Saved entries
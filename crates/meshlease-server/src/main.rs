//! Lease server entry point.
//!
//! Bootstraps the Postgres store, Redis cache, and domain services, then
//! starts the Axum HTTP server with graceful shutdown. The nonce cleaner and
//! rate-limiter janitor run alongside the server as supervised background
//! tasks on a shared shutdown channel.

use std::sync::Arc;
use std::time::Duration;

use anyhow::Context;
use axum::http::HeaderValue;
use axum::middleware as axum_mw;
use axum::Router;
use tokio::net::TcpListener;
use tokio::sync::watch;
use tower::timeout::TimeoutLayer;
use tower_http::cors::{Any, CorsLayer};
use tower_http::set_header::SetResponseHeaderLayer;
use tower_http::trace::TraceLayer;
use tracing::info;

use meshlease_cache::RedisCache;
use meshlease_core::{nonce_cleaner, AllocatorConfig, AllocatorService, AuthService, Repository};
use meshlease_storage::PgStore;

use meshlease_server::config::ServerConfig;
use meshlease_server::middleware::{auth_middleware, header_sanitization_middleware, rate_limit_middleware};
use meshlease_server::rate_limit::{self, RateLimiter};
use meshlease_server::routes;
use meshlease_server::state::AppState;

const REQUEST_TIMEOUT: Duration = Duration::from_secs(60);
const SHUTDOWN_DRAIN_TIMEOUT: Duration = Duration::from_secs(10);

#[tokio::main]
async fn main() -> anyhow::Result<()> {
    let config = ServerConfig::from_env().context("failed to load configuration")?;

    tracing_subscriber::fmt()
        .with_env_filter(
            tracing_subscriber::EnvFilter::try_from_default_env().unwrap_or_else(|_| tracing_subscriber::EnvFilter::new(&config.log_level)),
        )
        .json()
        .init();

    info!(bind_addr = %config.bind_addr, "meshlease starting");

    let state = build_app_state(&config).await?;

    let (shutdown_tx, shutdown_rx) = watch::channel(false);

    let cleaner_handle = tokio::spawn(nonce_cleaner::run(Arc::clone(&state.repo), config.nonce_cleaner_interval, shutdown_rx.clone()));
    let janitor_handle = tokio::spawn(rate_limit::run_janitor(Arc::clone(&state.rate_limiter), config.nonce_cleaner_interval, shutdown_rx.clone()));

    let app = build_router(Arc::clone(&state));

    let listener = TcpListener::bind(config.bind_addr).await.with_context(|| format!("failed to bind to {}", config.bind_addr))?;

    info!(addr = %config.bind_addr, "meshlease listening");

    axum::serve(listener, app.into_make_service_with_connect_info::<std::net::SocketAddr>())
        .with_graceful_shutdown(shutdown_signal(shutdown_tx))
        .await
        .context("server error")?;

    info!("waiting for background workers to stop");
    let _ = tokio::time::timeout(SHUTDOWN_DRAIN_TIMEOUT, cleaner_handle).await;
    let _ = tokio::time::timeout(SHUTDOWN_DRAIN_TIMEOUT, janitor_handle).await;

    info!("meshlease stopped");
    Ok(())
}

async fn build_app_state(config: &ServerConfig) -> anyhow::Result<Arc<AppState>> {
    let pg_store = Arc::new(PgStore::connect(&config.database_url, config.postgres_pool_size).await.context("failed to open Postgres store")?);
    let redis_cache = Arc::new(RedisCache::connect(&config.redis_url, config.cache_enabled).await.context("failed to open Redis cache")?);

    let repo = Arc::new(Repository::new(pg_store.clone(), pg_store.clone(), redis_cache.clone(), redis_cache.clone()));

    let allocator = Arc::new(AllocatorService::new(
        Arc::clone(&repo),
        AllocatorConfig {
            max_retries: config.max_lease_retries,
            retry_delay: config.lease_retry_delay,
            lease_ttl_secs: config.lease_ttl_secs,
        },
    ));

    let auth = Arc::new(AuthService::new(Arc::clone(&repo), config.nonce_ttl_secs));

    let rate_limiter = Arc::new(RateLimiter::new(
        config.rate_limit_requests_per_minute,
        config.rate_limit_burst,
        &config.rate_limit_trusted_proxies,
    ));

    Ok(Arc::new(AppState {
        repo,
        allocator,
        auth,
        rate_limiter,
        config: Arc::new(config.clone()),
        pg_store,
        redis_cache,
    }))
}

fn build_router(state: Arc<AppState>) -> Router {
    let authenticated_routes = routes::leases::router().route_layer(axum_mw::from_fn_with_state(Arc::clone(&state), auth_middleware));

    Router::new()
        .merge(routes::sys::router())
        .merge(routes::auth::router())
        .merge(routes::leases::public_router())
        .merge(authenticated_routes)
        .layer(axum_mw::from_fn_with_state(Arc::clone(&state), rate_limit_middleware))
        .layer(CorsLayer::new().allow_origin(Any).allow_methods(Any).allow_headers(Any))
        .layer(axum_mw::from_fn(header_sanitization_middleware))
        .layer(TraceLayer::new_for_http())
        .layer(TimeoutLayer::new(REQUEST_TIMEOUT))
        .layer(tower_http::limit::RequestBodyLimitLayer::new(state.config.max_body_bytes))
        .layer(SetResponseHeaderLayer::overriding(axum::http::header::X_CONTENT_TYPE_OPTIONS, HeaderValue::from_static("nosniff")))
        .layer(SetResponseHeaderLayer::overriding(axum::http::header::X_FRAME_OPTIONS, HeaderValue::from_static("DENY")))
        .layer(SetResponseHeaderLayer::overriding(
            axum::http::HeaderName::from_static("x-xss-protection"),
            HeaderValue::from_static("1; mode=block"),
        ))
        .layer(SetResponseHeaderLayer::overriding(axum::http::header::REFERRER_POLICY, HeaderValue::from_static("no-referrer")))
        .layer(SetResponseHeaderLayer::overriding(
            axum::http::header::CONTENT_SECURITY_POLICY,
            HeaderValue::from_static("default-src 'none'"),
        ))
        .layer(SetResponseHeaderLayer::overriding(
            axum::http::HeaderName::from_static("permissions-policy"),
            HeaderValue::from_static("geolocation=(), microphone=(), camera=()"),
        ))
        .with_state(state)
}

/// Wait for SIGINT or SIGTERM, then broadcast shutdown.
async fn shutdown_signal(shutdown_tx: watch::Sender<bool>) {
    let ctrl_c = async {
        tokio::signal::ctrl_c().await.ok();
    };

    #[cfg(unix)]
    let terminate = async {
        if let Ok(mut sig) = tokio::signal::unix::signal(tokio::signal::unix::SignalKind::terminate()) {
            sig.recv().await;
        }
    };

    #[cfg(not(unix))]
    let terminate = std::future::pending::<()>();

    tokio::select! {
        () = ctrl_c => {},
        () = terminate => {},
    }

    info!("shutdown signal received, stopping server");
    let _ = shutdown_tx.send(true);
}
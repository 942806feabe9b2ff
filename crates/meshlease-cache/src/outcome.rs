//! Tagged outcome for cache reads.
//!
//! A cache read can legitimately miss; that is not the same thing as the
//! cache being unreachable. The hybrid repository treats both the same way
//! (fall through to the durable store) but logs them differently, so the
//! distinction is kept at the type level rather than collapsed early.

use crate::error::CacheError;

/// Outcome of a cache read.
#[derive(Debug)]
pub enum CacheOutcome<T> {
    /// The key was present and decoded successfully.
    Hit(T),
    /// The key was absent.
    Miss,
    /// The cache could not be reached or returned malformed data.
    Fault(CacheError),
}

impl<T> CacheOutcome<T> {
    /// Collapse hit/miss/fault into `Option<T>`, discarding the distinction
    /// between a clean miss and a fault — used by callers that only care
    /// whether they must fall through to the durable store.
    #[must_use]
    pub fn into_option(self) -> Option<T> {
        match self {
            Self::Hit(v) => Some(v),
            Self::Miss | Self::Fault(_) => None,
        }
    }
}
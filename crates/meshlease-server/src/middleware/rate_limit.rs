//! Rate-limit middleware: applies the shared [`RateLimiter`] and annotates
//! every rate-limited-path response with `X-RateLimit-*` headers.

use std::net::SocketAddr;
use std::sync::Arc;

use axum::extract::{ConnectInfo, Request, State};
use axum::http::HeaderValue;
use axum::middleware::Next;
use axum::response::{IntoResponse, Response};

use crate::error::AppError;
use crate::state::AppState;

pub async fn rate_limit_middleware(
    State(state): State<Arc<AppState>>,
    ConnectInfo(remote): ConnectInfo<SocketAddr>,
    req: Request,
    next: Next,
) -> Response {
    if !state.config.rate_limit_enabled {
        return next.run(req).await;
    }

    let ip = state.rate_limiter.source_ip(remote.ip(), req.headers());
    let decision = state.rate_limiter.allow(ip);

    if !decision.allowed {
        tracing::warn!(%ip, "rate limit exceeded");
        let mut response = AppError::RateLimited { retry_after_secs: decision.retry_after.as_secs().max(1) }.into_response();
        annotate(&mut response, decision.limit, decision.remaining, decision.reset_unix_secs);
        return response;
    }

    let mut response = next.run(req).await;
    annotate(&mut response, decision.limit, decision.remaining, decision.reset_unix_secs);
    response
}

fn annotate(response: &mut Response, limit: u32, remaining: u32, reset_unix_secs: u64) {
    let headers = response.headers_mut();
    if let Ok(v) = HeaderValue::from_str(&limit.to_string()) {
        headers.insert("x-ratelimit-limit", v);
    }
    if let Ok(v) = HeaderValue::from_str(&remaining.to_string()) {
        headers.insert("x-ratelimit-remaining", v);
    }
    if let Ok(v) = HeaderValue::from_str(&reset_unix_secs.to_string()) {
        headers.insert("x-ratelimit-reset", v);
    }
}
//! `/health` and `/ready` probes.

use std::sync::Arc;
use std::time::Duration;

use axum::http::StatusCode;
use axum::routing::get;
use axum::{Json, Router};
use serde::Serialize;

use crate::state::AppState;

const DEPENDENCY_PING_TIMEOUT: Duration = Duration::from_secs(2);

pub fn router() -> Router<Arc<AppState>> {
    Router::new().route("/health", get(health)).route("/ready", get(ready))
}

#[derive(Serialize)]
struct StatusResponse {
    status: &'static str,
}

async fn health() -> Json<StatusResponse> {
    Json(StatusResponse { status: "ok" })
}

async fn ready(axum::extract::State(state): axum::extract::State<Arc<AppState>>) -> Result<Json<StatusResponse>, StatusCode> {
    let pg_ok = tokio::time::timeout(DEPENDENCY_PING_TIMEOUT, state.pg_store.ping()).await;
    let Ok(Ok(())) = pg_ok else {
        tracing::warn!("readiness probe: postgres ping failed or timed out");
        return Err(StatusCode::SERVICE_UNAVAILABLE);
    };

    if state.config.cache_enabled {
        let redis_ok = tokio::time::timeout(DEPENDENCY_PING_TIMEOUT, state.redis_cache.ping()).await;
        let Ok(Ok(())) = redis_ok else {
            tracing::warn!("readiness probe: redis ping failed or timed out");
            return Err(StatusCode::SERVICE_UNAVAILABLE);
        };
    }

    Ok(Json(StatusResponse { status: "ready" }))
}
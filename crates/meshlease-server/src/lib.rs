//! HTTP server library for the virtual IP lease allocator: configuration,
//! shared state, middleware, and routes. `main.rs` wires these into a
//! running Axum server.

pub mod config;
pub mod error;
pub mod middleware;
pub mod rate_limit;
pub mod routes;
pub mod state;
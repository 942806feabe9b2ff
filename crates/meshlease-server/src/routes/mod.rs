pub mod auth;
pub mod leases;
pub mod sys;
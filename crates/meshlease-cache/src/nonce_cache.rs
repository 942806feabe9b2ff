//! Single-keyspace nonce cache: `nonce:<id>`.

use async_trait::async_trait;
use meshlease_storage::Nonce;
use redis::AsyncCommands;
use uuid::Uuid;

use crate::error::CacheError;
use crate::outcome::CacheOutcome;
use crate::RedisCache;

fn nonce_key(id: Uuid) -> String {
    format!("nonce:{id}")
}

/// Cache operations for auth nonces.
#[async_trait]
pub trait NonceCache: Send + Sync {
    async fn get(&self, id: Uuid) -> CacheOutcome<Nonce>;
    async fn set(&self, nonce: &Nonce, ttl_secs: i64) -> Result<(), CacheError>;
    async fn invalidate(&self, id: Uuid) -> Result<(), CacheError>;
}

#[async_trait]
impl NonceCache for RedisCache {
    async fn get(&self, id: Uuid) -> CacheOutcome<Nonce> {
        if !self.enabled {
            return CacheOutcome::Fault(CacheError::Disabled);
        }
        let mut conn = self.conn.clone();
        let raw: Option<String> = match conn.get(nonce_key(id)).await {
            Ok(v) => v,
            Err(e) => return CacheOutcome::Fault(CacheError::Nonce { op: "get", reason: e.to_string() }),
        };
        match raw {
            None => CacheOutcome::Miss,
            Some(s) => match serde_json::from_str(&s) {
                Ok(nonce) => CacheOutcome::Hit(nonce),
                Err(e) => CacheOutcome::Fault(CacheError::Codec { op: "get", reason: e.to_string() }),
            },
        }
    }

    async fn set(&self, nonce: &Nonce, ttl_secs: i64) -> Result<(), CacheError> {
        if !self.enabled {
            return Err(CacheError::Disabled);
        }
        if ttl_secs <= 0 {
            return Ok(());
        }
        let payload = serde_json::to_string(nonce)
            .map_err(|e| CacheError::Codec { op: "set", reason: e.to_string() })?;
        let mut conn = self.conn.clone();
        conn.set_ex::<_, _, ()>(nonce_key(nonce.id), payload, ttl_secs as u64)
            .await
            .map_err(|e| CacheError::Nonce { op: "set", reason: e.to_string() })
    }

    async fn invalidate(&self, id: Uuid) -> Result<(), CacheError> {
        if !self.enabled {
            return Err(CacheError::Disabled);
        }
        let mut conn = self.conn.clone();
        conn.del::<_, ()>(nonce_key(id))
            .await
            .map_err(|e| CacheError::Nonce { op: "invalidate", reason: e.to_string() })
    }
}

- **WHAT YOU NEED TO DO**: Beginning at the line above with "let ctrl_c = async" and finishing at the line with "let terminate = std::future::pending::<()>();", return each line exactly and return nothing else.

- **OUTPUT OF THE TASK**:
    let ctrl_c = async {
        tokio::signal::ctrl_c().await.ok();
    };

    #[cfg(unix)]
    let terminate = async {
        if let Ok(mut sig) = tokio::signal::unix::signal(tokio::signal::unix::SignalKind::terminate()) {
            sig.recv().await;
        }
    };

    #[cfg(not(unix))]
    let terminate = std::future::pending::<()>();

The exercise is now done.